Notably, RecA surpasses much larger open-source models and applies broadly across diverse UMM architectures, establishing it as an efficient and general post-training alignment strategy for UMMs.
Dense supervision from visual embeddings. (a) Typical image generation models are trained on image-caption pairs where text provides only sparse supervision. (b) By contrast, embeddings from visual understanding encoders preserve richer and more faithful semantics.
Conventional training of Unified Multimodal Models (UMMs) relies on image-text pairs, where captions provide supervision. However, even captions spanning hundreds of words omit critical visual details:
"An image is worth far more than a hundred words" — even lengthy captions miss key aspects, leading to biased correlations like broccoli → green.
Instead of relying on sparse text captions, we leverage visual understanding encoder embeddings that map pixels into a language-aligned semantic space:
Can we improve generation capabilities by training UMMs with semantic embeddings as maximally informative "visual prompts"?

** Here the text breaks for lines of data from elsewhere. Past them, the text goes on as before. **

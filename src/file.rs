// src/file.rs

use std::{
    fs,
    path::{Path, PathBuf},
};

use chrono::{SecondsFormat, Utc};

use crate::config::options::ExportOptions;
use crate::csv::to_export_string;

/// ISO-8601 UTC, millisecond precision (`2026-10-17T08:30:00.000Z`).
pub fn export_timestamp() -> String {
    Utc::now().to_rfc3339_opts(SecondsFormat::Millis, true)
}

/// Write sink output (header row first) to `<dir>/<stem>-<timestamp>.<ext>`.
/// Returns the final path written to.
pub fn write_export(
    export: &ExportOptions,
    data: &[Vec<String>],
    timestamp: &str,
) -> Result<PathBuf, Box<dyn std::error::Error>> {
    let path = export.out_path(timestamp);

    if let Some(parent) = path.parent() {
        if !parent.as_os_str().is_empty() {
            ensure_directory(parent)?;
        }
    }

    let contents = to_export_string(data, export.include_headers, export.format.delim());
    fs::write(&path, contents)?;
    Ok(path)
}

pub fn ensure_directory(dir: &Path) -> Result<(), Box<dyn std::error::Error>> {
    if dir.exists() && !dir.is_dir() {
        return Err(format!("Path exists but is not a directory: {}", dir.display()).into());
    }
    if !dir.exists() { fs::create_dir_all(dir)?; }
    Ok(())
}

Example: UMMs can often correctly recognize an uncommon concept (yellow broccoli) but fail to generate it, revealing misalignment between understanding and generation.
✅ Can recognize "yellow broccoli"
❌ Fails to generate "yellow broccoli"
The Gap: UMMs often understand concepts they cannot generate, revealing fundamental misalignment between understanding and generation pathways.

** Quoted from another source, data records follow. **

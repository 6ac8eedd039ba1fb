// src/capture/extract.rs
//
// Row classification and field extraction. Pure reads over the host tree,
// so the heuristics can be tested against saved markup.
//
// Classification order matters:
//   1. must be a `div[role=row]`
//   2. must carry a contact marker (default-contact icon or an <img>);
//      rows without one are not rendered yet or are not people
//   3. a group icon wins over a contact marker
//   4. the "Contacts" / "Groups" section headers are rows too

use crate::config::consts::*;
use crate::core::{AttrTest, Compound, Document, NodeId, Selector};
use crate::core::sanitize::{clean_description, clean_name};
use crate::store::CapturedProfile;

pub const ROW: Selector = Selector(&[
    Compound::tag(ROW_TAG).with_attrs(&[AttrTest::Equals("role", ROW_ROLE)]),
]);

pub const CONTAINER: Selector = Selector(&[
    Compound::ANY.with_attrs(&[AttrTest::Equals("aria-label", CONTAINER_LABELS[0])]),
    Compound::ANY.with_attrs(&[AttrTest::Equals("aria-label", CONTAINER_LABELS[1])]),
]);

pub const CONTACT_MARKER: Selector = Selector(&[
    Compound::ANY.with_attrs(&[AttrTest::Equals("data-icon", ICON_CONTACT)]),
    Compound::tag("img"),
]);

pub const GROUP_MARKER: Selector = Selector(&[
    Compound::ANY.with_attrs(&[AttrTest::Equals("data-icon", ICON_GROUP)]),
]);

pub const NAME: Selector = Selector(&[
    Compound::tag("span").with_attrs(&[AttrTest::Present("title")]).not_class(COPYABLE_CLASS),
]);

pub const DESCRIPTION: Selector = Selector(&[
    Compound::tag("span").with_attrs(&[AttrTest::Equals("data-testid", SELECTABLE_TESTID)]),
    Compound::class(STATUS_CLASS),
]);

#[derive(Clone, Copy, Debug, PartialEq, Eq)]
pub enum RowClass {
    Contact,
    NotARow,
    NoContactMarker,
    Group,
    SectionHeader,
}

pub fn classify(doc: &Document, row: NodeId) -> RowClass {
    if !ROW.matches(doc, row) {
        return RowClass::NotARow;
    }
    if doc.query_selector(row, &CONTACT_MARKER).is_none() {
        return RowClass::NoContactMarker;
    }
    if doc.query_selector(row, &GROUP_MARKER).is_some() {
        return RowClass::Group;
    }
    let text = doc.text_content(row);
    if SECTION_HEADERS.contains(&text.as_str()) {
        return RowClass::SectionHeader;
    }
    RowClass::Contact
}

/// Cleaned display name: `title` attribute first, text as fallback.
pub fn extract_name(doc: &Document, row: NodeId) -> Option<String> {
    let el = doc.query_selector(row, &NAME)?;
    let raw = match doc.attr(el, "title") {
        Some(t) if !t.is_empty() => s!(t),
        _ => doc.text_content(el),
    };
    let name = clean_name(&raw);
    (!name.is_empty()).then_some(name)
}

pub fn extract_description(doc: &Document, row: NodeId) -> Option<String> {
    let el = doc.query_selector(row, &DESCRIPTION)?;
    clean_description(&doc.text_content(el))
}

/// Full pass over one row. `None` means "nothing to capture (yet)".
///
/// There is no phone number in the sidebar, so the display name doubles as
/// id and phone number. Two contacts sharing a name collapse into one record.
pub fn extract_profile(doc: &Document, row: NodeId) -> Option<CapturedProfile> {
    let class = classify(doc, row);
    if class != RowClass::Contact {
        logd!("skip row {:?}: {:?}", row, class);
        return None;
    }
    let Some(name) = extract_name(doc, row) else {
        logd!("skip row {:?}: no name yet", row);
        return None;
    };
    Some(CapturedProfile {
        profile_id: name.clone(),
        description: extract_description(doc, row),
        phone_number: Some(name.clone()),
        name: Some(name),
        source: None,
    })
}

/// First search-results / chat-list container at or below `node`.
pub fn find_container(doc: &Document, node: NodeId) -> Option<NodeId> {
    if !doc.is_element(node) { return None; }
    if CONTAINER.matches(doc, node) { return Some(node); }
    doc.query_selector(node, &CONTAINER)
}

RecA requires NO text-to-image paired data for training. Instead, we use pure image-to-image reconstruction with understanding visual embeddings.

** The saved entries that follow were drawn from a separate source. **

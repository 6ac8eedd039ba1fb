// src/csv.rs
use std::io::{self, Write};

fn needs_quotes(field: &str, sep: char) -> bool {
    field.contains(sep) || field.contains('"') || field.contains('\n') || field.contains('\r')
}

/// Write a single CSV/TSV row to any writer.
pub fn write_row<W: Write>(mut w: W, row: &[String], sep: char) -> io::Result<()> {
    let mut first = true;
    for cell in row {
        if !first { write!(w, "{}", sep)?; } else { first = false; }
        if needs_quotes(cell, sep) {
            let escaped = cell.replace('"', "\"\"");
            write!(w, "\"{}\"", escaped)?;
        } else {
            write!(w, "{}", cell)?;
        }
    }
    writeln!(w)
}

/// Serialize sink output (`to_csv_data`: header row first) to a string.
/// With `include_headers == false` the first row is skipped.
pub fn to_export_string(data: &[Vec<String>], include_headers: bool, sep: char) -> String {
    let mut buf: Vec<u8> = Vec::new();

    let skip = if include_headers { 0 } else { 1 };
    for r in data.iter().skip(skip) {
        let _ = write_row(&mut buf, r, sep);
    }

    match String::from_utf8(buf) {
        Ok(s) => s,
        Err(e) => String::from_utf8_lossy(&e.into_bytes()).into_owned(),
    }
}

#[cfg(test)]
mod tests {
    use super::*;

    fn rows() -> Vec<Vec<String>> {
        vec![
            vec![s!("Phone Number"), s!("Name")],
            vec![s!("Doe, Jane"), s!("say \"hi\"")],
        ]
    }

    #[test]
    fn quotes_separator_and_doubles_quotes() {
        let out = to_export_string(&rows(), true, ',');
        assert_eq!(out, "Phone Number,Name\n\"Doe, Jane\",\"say \"\"hi\"\"\"\n");
    }

    #[test]
    fn tsv_leaves_commas_alone_and_can_drop_header() {
        let out = to_export_string(&rows(), false, '\t');
        assert_eq!(out, "Doe, Jane\t\"say \"\"hi\"\"\"\n");
    }
}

Overview of the semantic reconstruction realignment (RecA) pipeline. A visual understanding encoder (e.g., CLIP or DINO) extracts semantic features from the input image, which are fused with template text embeddings and passed to a Unified Multimodal Model (UMM) to regenerate the image.
RecA implements a self-supervised training paradigm where the UMM is optimized with a reconstruction loss (diffusion or cross-entropy) between the original and reconstructed images. This approach provides dense supervision that preserves almost all fine-grained details that captions omit.
Pure image reconstruction without relying on text captions or paired data.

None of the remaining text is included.